(48th in a series of posts about 2 W. Market St.)
CM Colon Dec 4, 2018 “No”
This is MC’s “hardest vote” so far on Council, for he sees “both sides” equally. He’s diligently done his homework: he’s reviewed files and newspapers; he’s walked the neighborhood, taking its “temperature,” seeking the backstory; he’s met with Mr. Rij, toured the property; he’s consulted with realtors. He’s taken notes, he’s reviewed them, he’s kept an open mind. And, sounding the note of a bit of frustration, where has all this collecting of data and information gotten him? Nowhere but to a point of virtual paralysis: “almost like 50-50,” he says!!! MC recognizes the remarkable people and their remarkable house. But the “hump” he can’t get over is the past judicial history of denial of the case. MC looks to the fixed, standard, traditional judicial systems to rule on such complex issues. You can see that in his initial conclusion that this was a case for the Zoning Board to decide. You can see that in the implication that the denial by the highest court in the state lifts his toe over the fence from 50-50 to feeling 51-49 for denial. “[2 W. Market] went through the more traditional motions for this relief, and that’s the hump that I can’t get over now,” MC says, “I’ll be voting against this today based on the history of denials for relief through the other mechanisms that this process usually goes through.” MC’s hard, close decision — clearly articulated here — turns on his belief that this case has run the normal judicial course and ended in denial. This text amendment is “a way around” all that preceded.
What should we say about MC’s position? Is his thinking logical? Has he a solid basis for his position?
There is certainly an obvious strong case for saying yes. 2 W. Market went to the court of last resort. It followed the route our society has set up to settle such tough matters. That’s the way we do things. So be it.
But how test MC’s position? His position is the default position. What could be wrong with such a mainstream, conservative position? How would others argue to disregard the finding of the highest court in the state? One would think the counter arguments would have to be very, very, very strong to subvert the default.
1) A key counterpoint made several times throughout the course of the hearings might be phrased something like “Local knows better.” Trust the (final of multiple) local decision of the Zoning Board and Northampton County Court rather than the decision of distant judges in Harrisburg. Is local better? If it is, why do we have a court system based on the reverse? Are you more likely to find objectivity and fairness in people involved in a situation or detached from it? What would happen if local disregard of higher court rulings became accepted?

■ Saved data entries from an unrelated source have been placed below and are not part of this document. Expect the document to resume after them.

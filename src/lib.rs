//! 通書：日干支、農曆、拜拜吉凶日與神明聖誕。
//!
//! 公曆日期以儒略日數表示（[`Date`]），日干支直接由儒略日數求得，農曆則由
//! 1900 至 2100 年的逐年編碼表推算。表外年份改用固定的近似年長，換算仍然
//! 可逆，只是不再準確。
//!
//! # Examples
//!
//! Basic usage with [`Date`]:
//!
//! ```
//! use tongshu::Date;
//!
//! let date = Date::from_gregorian(2000, 1, 1);
//!
//! assert_eq!(6, date.day_of_week()); // Saturday
//! assert_eq!(2451545, date.jdn());
//! ```
//!
//! 日干支與吉凶：
//!
//! ```
//! use tongshu::{Date, StemBranch, fortune};
//!
//! let sb = StemBranch::for_date(Date::from_gregorian(2024, 2, 10));
//! assert_eq!("甲辰", sb.name());
//! assert_eq!("不宜拜拜", fortune::status(sb).status.text());
//! ```
//!
//! 農曆：
//!
//! ```
//! use tongshu::{Date, lunar};
//! use tongshu::lunar::Month::*;
//!
//! let date = lunar::solar_to_lunar(2000, 1, 1);
//! assert_eq!((1999, Common(11), 25), (date.year(), date.month(), date.day()));
//! assert_eq!(Date::from_gregorian(2000, 1, 1), date.to_date());
//! ```

pub mod almanac;
pub mod date;
pub mod deity;
mod error;
pub mod fortune;
pub mod lunar;
pub mod sexagenary;

pub use almanac::{DayRecord, Statistics};
pub use date::{Date, YearType};
pub use deity::{Deity, DeityKind};
pub use error::Error;
pub use fortune::{Fortune, FortuneStatus};
pub use lunar::{LunarDate, MonthDay};
pub use sexagenary::{DayBoundary, StemBranch};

2) Atty Preston was asked at least twice why the state court denied the case. Once by MC himself because this was a key issue for him (listen to the short audio below). Atty Preston’s answer – answering carefully because of his position as an officer of the court — revolved around the belief that the Court did not make the distinction between house and property. That’s “where the wheels came off,” that was “lost in translation.”

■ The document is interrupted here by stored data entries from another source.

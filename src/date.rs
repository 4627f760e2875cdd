//! Calendar-independant date.

use std::fmt;
use std::ops::{Add, Sub};
use std::str::FromStr;

use serde::{Serialize, Serializer};

use crate::error::Error;

/// Converts a proleptic Gregorian date into a Julian day number (JDN).
///
/// Integer arithmetic with floor division throughout, carried out in `i64` so
/// that every `i32` input has a result. Month and day are not validated:
/// out-of-range values just run through the arithmetic.
///
/// # Example
///
/// ```
/// use tongshu::date::to_jdn;
///
/// assert_eq!(2451545, to_jdn(2000, 1, 1));
/// assert_eq!(2415051, to_jdn(1900, 1, 31));
/// assert_eq!(784_354_017_000, to_jdn(i32::MAX, 1, 1));
/// ```
pub const fn to_jdn(year: i32, month: i32, day: i32) -> i64 {
    let (year, month, day) = (year as i64, month as i64, day as i64);
    let a = (14 - month).div_euclid(12);
    let y = year + 4800 - a;
    let m = month + 12 * a - 3;
    day + (153 * m + 2).div_euclid(5) + 365 * y + y.div_euclid(4) - y.div_euclid(100)
        + y.div_euclid(400)
        - 32045
}

/// Earliest Gregorian year a [`Date`] can hold.
pub const MIN_YEAR: i32 = -999_999_999;
/// Latest Gregorian year a [`Date`] can hold.
pub const MAX_YEAR: i32 = 999_999_999;

const MIN_JDN: i64 = to_jdn(MIN_YEAR, 1, 1);
const MAX_JDN: i64 = to_jdn(MAX_YEAR, 12, 31);

/// A calendar-independant date, stored as its Julian day number.
///
/// Dates saturate at [`Date::MIN`] and [`Date::MAX`] (the first day of
/// [`MIN_YEAR`] and the last day of [`MAX_YEAR`]), so date arithmetic never
/// overflows.
#[derive(Debug, Copy, Clone, Eq, PartialEq, Hash, Ord, PartialOrd)]
pub struct Date {
    jdn: i64,
}

impl Date {
    /// January 1st of [`MIN_YEAR`].
    pub const MIN: Date = Date { jdn: MIN_JDN };
    /// December 31st of [`MAX_YEAR`].
    pub const MAX: Date = Date { jdn: MAX_JDN };

    /// Creates a `Date` with a Julian day number (JDN), saturating at
    /// [`Date::MIN`] and [`Date::MAX`].
    pub const fn from_jdn(jdn: i64) -> Self {
        let jdn = if jdn < MIN_JDN {
            MIN_JDN
        } else if jdn > MAX_JDN {
            MAX_JDN
        } else {
            jdn
        };
        Self { jdn }
    }
    /// Returns the Julian day number (JDN) of the date.
    pub const fn jdn(&self) -> i64 {
        self.jdn
    }

    /// Creates a `Date` with a Gregorian calendar date.
    ///
    /// `year` should be an astronomical year number, i.e. 1 BC is `0`, 2
    /// BC is `-1`, etc. Inputs are not validated, see [`to_jdn`]; years
    /// outside [`MIN_YEAR`]`..=`[`MAX_YEAR`] saturate.
    ///
    /// # Example
    ///
    /// ```
    /// use tongshu::Date;
    ///
    /// let date = Date::from_gregorian(2000, 1, 1);
    /// assert_eq!(2451545, date.jdn());
    /// ```
    pub fn from_gregorian(year: i32, month: u32, day: u32) -> Self {
        Self::from_jdn(to_jdn(year, month as i32, day as i32))
    }

    /// Parses an ISO 8601 calendar date (`YYYY-MM-DD`), rejecting dates that
    /// do not exist in the Gregorian calendar.
    ///
    /// # Example
    ///
    /// ```
    /// use tongshu::Date;
    ///
    /// let date = Date::parse_iso("2024-02-10").unwrap();
    /// assert_eq!((2024, 2, 10), date.gregorian());
    /// assert!(Date::parse_iso("2023-02-29").is_err());
    /// ```
    pub fn parse_iso(s: &str) -> Result<Self, Error> {
        let invalid = || Error::InvalidDate(s.to_owned());
        let mut it = s.trim().splitn(3, '-');
        let mut next = || it.next().ok_or_else(invalid);
        let year: i32 = next()?.parse().map_err(|_| invalid())?;
        let month: u32 = next()?.parse().map_err(|_| invalid())?;
        let day: u32 = next()?.parse().map_err(|_| invalid())?;
        if !(MIN_YEAR..=MAX_YEAR).contains(&year)
            || !(1..=12).contains(&month)
            || day == 0
            || day > days_in_month(year, month)
        {
            return Err(invalid());
        }
        Ok(Self::from_gregorian(year, month, day))
    }

    /// Represents the date in Gregorian calendar.
    ///
    /// Returns in `(year, month, day)` format.
    ///
    /// # Example
    ///
    /// ```
    /// use tongshu::Date;
    ///
    /// let date = Date::from_jdn(2451545);
    /// assert_eq!((2000, 1, 1), date.gregorian());
    /// ```
    pub fn gregorian(&self) -> (i32, u32, u32) {
        let jdn = self.jdn;
        let f = jdn + 1401 + (((4 * jdn + 274277).div_euclid(146097)) * 3).div_euclid(4) - 38;
        let e = 4 * f + 3;
        let g = e.rem_euclid(1461).div_euclid(4);
        let h = 5 * g + 2;
        let day = h.rem_euclid(153).div_euclid(5) + 1;
        let month = (h.div_euclid(153) + 2).rem_euclid(12) + 1;
        let year = e.div_euclid(1461) - 4716 + (12 + 2 - month).div_euclid(12);
        // jdn is clamped to MIN_JDN..=MAX_JDN, so the year fits
        (year as i32, month as u32, day as u32)
    }
    /// Formats the date in ISO 8601 format.
    ///
    /// # Example
    ///
    /// ```
    /// use tongshu::Date;
    ///
    /// let date = Date::from_gregorian(2000, 1, 1);
    /// assert_eq!("2000-01-01", date.iso_gregorian());
    /// ```
    pub fn iso_gregorian(&self) -> String {
        let (y, m, d) = self.gregorian();
        format!("{:04}-{:02}-{:02}", y, m, d)
    }

    /// Returns the day of week of the date, in ISO-8601 numbering (i.e.
    /// `1..=7` for Monday through Sunday)
    ///
    /// # Example
    ///
    /// ```
    /// use tongshu::Date;
    ///
    /// let date = Date::from_gregorian(2000, 1, 1);
    /// assert_eq!(6, date.day_of_week()); // Saturday
    /// ```
    pub fn day_of_week(&self) -> u32 {
        self.jdn.rem_euclid(7) as u32 + 1
    }
    /// Returns the Chinese name of the weekday: 「一」 to 「六」 for Monday
    /// through Saturday, 「日」 for Sunday.
    pub fn weekday_name(&self) -> &'static str {
        const NAMES: &[&str] = &["一", "二", "三", "四", "五", "六", "日"];
        NAMES[self.day_of_week() as usize - 1]
    }
}

impl Add<i64> for Date {
    type Output = Date;
    fn add(self, rhs: i64) -> Self::Output {
        Date::from_jdn(self.jdn.saturating_add(rhs))
    }
}
impl Sub<Date> for Date {
    type Output = i64;
    fn sub(self, rhs: Date) -> Self::Output {
        self.jdn - rhs.jdn
    }
}

impl fmt::Display for Date {
    fn fmt(&self, f: &mut fmt::Formatter<'_>) -> fmt::Result {
        f.write_str(&self.iso_gregorian())
    }
}

impl FromStr for Date {
    type Err = Error;
    fn from_str(s: &str) -> Result<Self, Self::Err> {
        Self::parse_iso(s)
    }
}

impl Serialize for Date {
    fn serialize<S: Serializer>(&self, serializer: S) -> Result<S::Ok, S::Error> {
        serializer.serialize_str(&self.iso_gregorian())
    }
}

/// Indicates whether a year is a leap year or common year.
#[derive(Debug, Copy, Clone, Eq, PartialEq, Hash)]
pub enum YearType {
    Common,
    Leap,
}

impl YearType {
    /// Determines if `year` is a leap year in Gregorian calendar.
    pub fn from_gregorian(year: i32) -> Self {
        if year % 4 == 0 && year % 100 != 0 || year % 400 == 0 {
            Self::Leap
        } else {
            Self::Common
        }
    }
    /// Returns `true` if `self` is `Leap`, otherwise `false`.
    pub fn is_leap(&self) -> bool {
        matches!(self, YearType::Leap)
    }
}

/// Fails with [`Error::YearOutOfRange`] outside [`MIN_YEAR`]`..=`[`MAX_YEAR`].
pub(crate) fn check_year(year: i32) -> Result<(), Error> {
    if (MIN_YEAR..=MAX_YEAR).contains(&year) {
        Ok(())
    } else {
        Err(Error::YearOutOfRange { year })
    }
}

/// Number of days in a Gregorian month, `0` if `month` is not in `1..=12`.
pub fn days_in_month(year: i32, month: u32) -> u32 {
    match month {
        1 | 3 | 5 | 7 | 8 | 10 | 12 => 31,
        4 | 6 | 9 | 11 => 30,
        2 => 28 + YearType::from_gregorian(year).is_leap() as u32,
        _ => 0,
    }
}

If the Court clearly made a mistake, then, yes, there is reason to counter MC’s position. So, attached here is the Court ruling. Take a look at especially the Court’s “analysis” beginning on p.12.

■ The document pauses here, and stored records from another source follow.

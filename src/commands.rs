//! Subcommand handlers: each renders either a text view or JSON.

use anyhow::{Context as _, Result, bail};
use chrono::{Datelike, Timelike, Utc};
use serde::Serialize;
use tracing::{info, info_span};

use tongshu::almanac::{self, DayRecord, Statistics};
use tongshu::deity::{self, Observance};
use tongshu::lunar::Month;
use tongshu::{Date, DayBoundary, Deity, LunarDate, StemBranch};

use crate::cli::{DayArgs, DeityCommand, LunarArgs, MonthArgs};
use crate::config::TongshuConfig;

/// Settings shared by every command.
pub struct Context {
    pub config: TongshuConfig,
    pub json: bool,
}

impl Context {
    /// Today's date and the current hour at the configured UTC offset.
    fn now(&self) -> Result<(Date, u32)> {
        let now = Utc::now().with_timezone(&self.config.offset()?);
        let date = Date::from_gregorian(now.year(), now.month(), now.day());
        Ok((date, now.hour()))
    }

    fn emit<T: Serialize>(&self, value: &T, text: impl FnOnce() -> String) -> Result<()> {
        if self.json {
            let out = serde_json::to_string_pretty(value).context("failed to serialise output")?;
            println!("{out}");
        } else {
            print!("{}", text());
        }
        Ok(())
    }
}

#[derive(Serialize)]
struct DayView {
    #[serde(flatten)]
    record: DayRecord,
    year_stem_branch: StemBranch,
    zodiac: &'static str,
    deities: &'static [Deity],
}

pub fn day(ctx: &Context, args: DayArgs) -> Result<()> {
    let _cmd = info_span!("day").entered();
    let (date, hour) = match args.date {
        Some(date) => (date, args.hour),
        None => {
            let (today, hour) = ctx.now()?;
            (today, args.hour.or(Some(hour)))
        }
    };
    let boundary = if args.midnight {
        DayBoundary::Midnight
    } else {
        ctx.config.day_boundary
    };
    info!(%date, ?hour, ?boundary, "looking up day");
    let record = DayRecord::new(date, hour, boundary);
    let view = DayView {
        year_stem_branch: record.lunar.year_stem_branch(),
        zodiac: record.lunar.zodiac(),
        deities: deity::deities(record.lunar.month_day()),
        record,
    };
    ctx.emit(&view, || render_day(&view))
}

fn render_day(view: &DayView) -> String {
    let r = &view.record;
    let mut out = format!("{} (週{})\n", r.date, r.weekday);
    out += &format!(
        "農曆 {}年 {} ({}年 屬{})\n",
        r.lunar.year(),
        r.lunar,
        view.year_stem_branch,
        view.zodiac
    );
    out += &format!(
        "干支 {}日 · {} · {}\n",
        r.stem_branch,
        r.stem_branch.pinyin(),
        r.stem_branch.english()
    );
    out += &format!("{}：{}\n", r.status_text, r.description);
    if !view.deities.is_empty() {
        out += "神明聖誕：\n";
        for d in view.deities {
            out += &format!("  {d}\n");
        }
    }
    out
}

#[derive(Serialize)]
struct MonthView {
    year: i32,
    month: u32,
    statistics: Statistics,
    days: Vec<DayRecord>,
}

pub fn month(ctx: &Context, args: MonthArgs) -> Result<()> {
    let _cmd = info_span!("month").entered();
    let days = almanac::month_table(args.year, args.month)?;
    let view = MonthView {
        year: args.year,
        month: args.month,
        statistics: Statistics::for_days(&days),
        days,
    };
    ctx.emit(&view, || {
        let mut out = format!("{}年{}月\n", view.year, view.month);
        for d in &view.days {
            out += &format!(
                "{} 週{} {} {:<4} 農曆{}\n",
                d.date, d.weekday, d.stem_branch, d.status_text, d.lunar
            );
        }
        out + &render_statistics(&view.statistics)
    })
}

fn render_statistics(s: &Statistics) -> String {
    format!(
        "宜 {} ({:.1}%)  謹慎 {} ({:.1}%)  不宜 {} ({:.1}%)\n",
        s.good.count,
        s.good.percentage,
        s.neutral.count,
        s.neutral.percentage,
        s.bad.count,
        s.bad.percentage
    )
}

pub fn lunar(ctx: &Context, args: LunarArgs) -> Result<()> {
    let _cmd = info_span!("lunar").entered();
    let month = if args.leap {
        Month::Leap(args.month)
    } else {
        Month::Common(args.month)
    };
    let lunar = LunarDate::new(args.year, month, args.day)
        .with_context(|| format!("no such lunar date in {}", args.year))?;
    let record = DayRecord::new(lunar.to_date(), None, ctx.config.day_boundary);
    let view = DayView {
        year_stem_branch: lunar.year_stem_branch(),
        zodiac: lunar.zodiac(),
        deities: deity::deities(lunar.month_day()),
        record,
    };
    ctx.emit(&view, || render_day(&view))
}

#[derive(Serialize)]
struct TableView {
    statistics: Statistics,
    table: Vec<almanac::CycleRow>,
}

pub fn table(ctx: &Context) -> Result<()> {
    let table = almanac::cycle_table();
    let view = TableView {
        statistics: Statistics::from_statuses(table.iter().map(|r| r.fortune.status)),
        table,
    };
    ctx.emit(&view, || {
        let mut out = String::new();
        for row in &view.table {
            out += &format!(
                "{:>2} {} {:<12} {:<4} {}\n",
                row.index, row.fortune.stem_branch, row.pinyin, row.status_text, row.fortune.description
            );
        }
        out + &render_statistics(&view.statistics)
    })
}

pub fn deity(ctx: &Context, command: DeityCommand) -> Result<()> {
    let _cmd = info_span!("deity").entered();
    match command {
        DeityCommand::Search { term } => {
            let hits = deity::search(&term);
            info!(%term, hits = hits.len(), "deity search");
            ctx.emit(&hits, || {
                if hits.is_empty() {
                    return format!("找不到「{term}」\n");
                }
                hits.iter()
                    .map(|h| {
                        format!(
                            "農曆{}月{}日 {}\n",
                            h.month_day.month, h.month_day.day, h.deity
                        )
                    })
                    .collect()
            })
        }
        DeityCommand::Upcoming { days } => {
            let (today, _) = ctx.now()?;
            let days = days.unwrap_or(ctx.config.upcoming_days);
            let list = deity::upcoming(today, days);
            ctx.emit(&list, || {
                render_observances(&list, |o| match o.date - today {
                    0 => "今天".to_owned(),
                    1 => "明天".to_owned(),
                    n => format!("{n}天後"),
                })
            })
        }
        DeityCommand::Monthly { year, month } => {
            let list = deity::monthly(year, month)?;
            ctx.emit(&list, || render_observances(&list, |o| o.date.to_string()))
        }
    }
}

fn render_observances(list: &[Observance], label: impl Fn(&Observance) -> String) -> String {
    let mut out = String::new();
    for o in list {
        out += &format!("{} (週{}) 農曆{}\n", label(o), o.weekday, o.lunar);
        for d in o.deities {
            out += &format!("  {d}\n");
        }
    }
    out
}

pub fn check(ctx: &Context) -> Result<()> {
    let report = almanac::self_check();
    ctx.emit(&report, || {
        let mut out = String::new();
        for c in &report.results {
            let mark = if c.passed { "✓" } else { "✗" };
            out += &format!(
                "{mark} {} 預期 {} 計算 {} ({})\n",
                c.date, c.expected, c.calculated, c.note
            );
        }
        out + &format!("{}/{} passed\n", report.passed, report.total)
    })?;
    if !report.all_passed() {
        bail!("{} of {} checks failed", report.failed, report.total);
    }
    Ok(())
}

#[cfg(test)]
mod tests {
    use super::*;

    #[test]
    fn day_view_text() {
        let date = Date::from_gregorian(2025, 1, 29);
        let record = DayRecord::new(date, None, DayBoundary::ZiHour);
        let view = DayView {
            year_stem_branch: record.lunar.year_stem_branch(),
            zodiac: record.lunar.zodiac(),
            deities: deity::deities(record.lunar.month_day()),
            record,
        };
        let text = render_day(&view);
        assert!(text.starts_with("2025-01-29 (週三)\n農曆 2025年 正月初一 (乙巳年 屬蛇)\n"));
        assert!(text.contains("🙏 彌勒佛 (天臘之辰)"));

        let json = serde_json::to_value(&view).unwrap();
        assert_eq!("2025-01-29", json["date"]);
        assert_eq!("乙巳", json["year_stem_branch"]);
        assert_eq!("彌勒佛", json["deities"][0]["name"]);
    }

    #[test]
    fn statistics_line() {
        let stats = Statistics::from_statuses(
            almanac::cycle_table().iter().map(|r| r.fortune.status),
        );
        assert_eq!(
            "宜 24 (40.0%)  謹慎 5 (8.3%)  不宜 31 (51.7%)\n",
            render_statistics(&stats)
        );
    }
}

The Court dismissed several objections by the opposers to this petition. But here is the point that decided denial by the Court (p. 18-19):
Applicant is also seeking to convert the only fully conforming structure on the property – the single family dwelling — to a non-conforming one. Moreover . . . Applicants want to do this at significantly greater cost than maintaining the conforming single-family dwelling as residential. The ZHB acknowledged that the house can still be used as a residence, including a multi-family residence, as of right under the Ordinance; yet it concluded using it as commercial office space was more desirous. This is not the standard [Atty Preston reads only the next 5 lines in the ruling in the above audio clip in answer to MC’s question].
The Court sees the request for a use variance on the house as a step backward. Is there any error here? Is MC wrong to trust this ruling of the high court? Did Atty Preston persuade that he knows better than the high court? Is there a court “mistake” or just a different perspective?
3) If nothing else works, you can change the law. Pertinent here is the 12/4 interplay between Mr. Carpenter and Atty Preston that can be found on post 45. Listen. Mr. Carpenter says what the petitioners are asking is against the law. Mr. Preston says, ok, let’s change the law. But in doing so, he pretty much acknowledges that the reason for such a change is just for the benefit of 2 W. Market: “This is about 2 W. Market, the fact that there’s a unique situation there that has fallen through the cracks judicially.” Should MC suspend his basis in law and traditional legal process to help enact a law that favors one person?
Provocative, isn’t it? Gadfly loves this stuff.
Once again, Gadfly asks, whether you agree with MC’s vote or not, what do you think of the quality of his thinking. And then how does it square with your thinking about the place of the traditional legal process here? And, then again, how does it fit in to your opinion on the case as a whole?
Comments always welcome to sharpen Gadfly’s focus.